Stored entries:
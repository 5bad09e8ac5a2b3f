/*
 * Sunface - digital weather watch face
 *
 * This program is free software: you can redistribute it and/or modify
 * it under the terms of the GNU General Public License as published by
 * the Free Software Foundation, either version 3 of the License, or
 * (at your option) any later version.
 *
 * This program is distributed in the hope that it will be useful,
 * but WITHOUT ANY WARRANTY; without even the implied warranty of
 * MERCHANTABILITY or FITNESS FOR A PARTICULAR PURPOSE.  See the
 * GNU General Public License for more details.
 *
 * You should have received a copy of the GNU General Public License
 * along with this program.  If not, see <https://www.gnu.org/licenses/>.
 */

use std::sync::mpsc::{Receiver, Sender, channel};

use anyhow::Result;

use crate::{icon::IconBitmap, weather::WeatherUpdate};

/// Everything the watch face reacts to, as one narrow vocabulary. The host
/// adapter (window backend) translates platform callbacks into these; worker
/// threads push their completions through the same channel.
#[derive(Debug)]
pub enum Event {
    /// Face shown or hidden by the host.
    SetVisible(bool),
    /// Ambient (always-on low power) mode toggled by the host.
    SetAmbient(bool),
    /// Display capability flags, reported once by the host after startup.
    SetProperties {
        low_bit_ambient: bool,
        burn_in_protection: bool
    },
    /// Interruption filter engaged or released.
    SetMuted(bool),
    /// Host minute tick, delivered while ambient.
    TimeTick,
    /// Periodic interactive tick, tagged with the arming epoch so ticks
    /// already queued when the timer is disarmed can be recognized as stale.
    RedrawTick(u64),
    /// Timezone or locale changed; date formats must be re-derived.
    LocaleChanged,
    /// Height of a system overlay card obscuring the lower face region,
    /// or `None` when the region is clear.
    PeekCard(Option<u32>),
    /// Weather push from the paired phone.
    WeatherData(WeatherUpdate),
    /// Completion of a background icon decode. `icon` is `None` when the
    /// asset could not be decoded.
    IconDecoded {
        generation: u64,
        epoch: u64,
        icon: Option<IconBitmap>
    },
    Quit
}

pub trait EventSender {
    fn send_event(&self, event: Event) -> Result<()>;
}

pub trait EventSource<S: EventSender> {
    fn wait_event(&mut self) -> Result<Event>;
    fn event_sender(&self) -> S;
}

pub struct DefaultEventSource {
    sender: Sender<Event>,
    receiver: Receiver<Event>
}

impl DefaultEventSource {
    pub fn new() -> Self {
        let (sender, receiver) = channel();
        Self { sender, receiver }
    }
}

impl EventSource<Sender<Event>> for DefaultEventSource {
    fn wait_event(&mut self) -> Result<Event> {
        Ok(self.receiver.recv()?)
    }

    fn event_sender(&self) -> Sender<Event> {
        self.sender.clone()
    }
}

impl EventSender for Sender<Event> {
    fn send_event(&self, event: Event) -> Result<()> {
        Ok(self.send(event)?)
    }
}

● DESCRIPTION OF THE TASK: Pull each line containing the word "epoch" out of the data above.

● TASK RESPONSE:
    /// Periodic interactive tick, tagged with the arming epoch so ticks
        epoch: u64,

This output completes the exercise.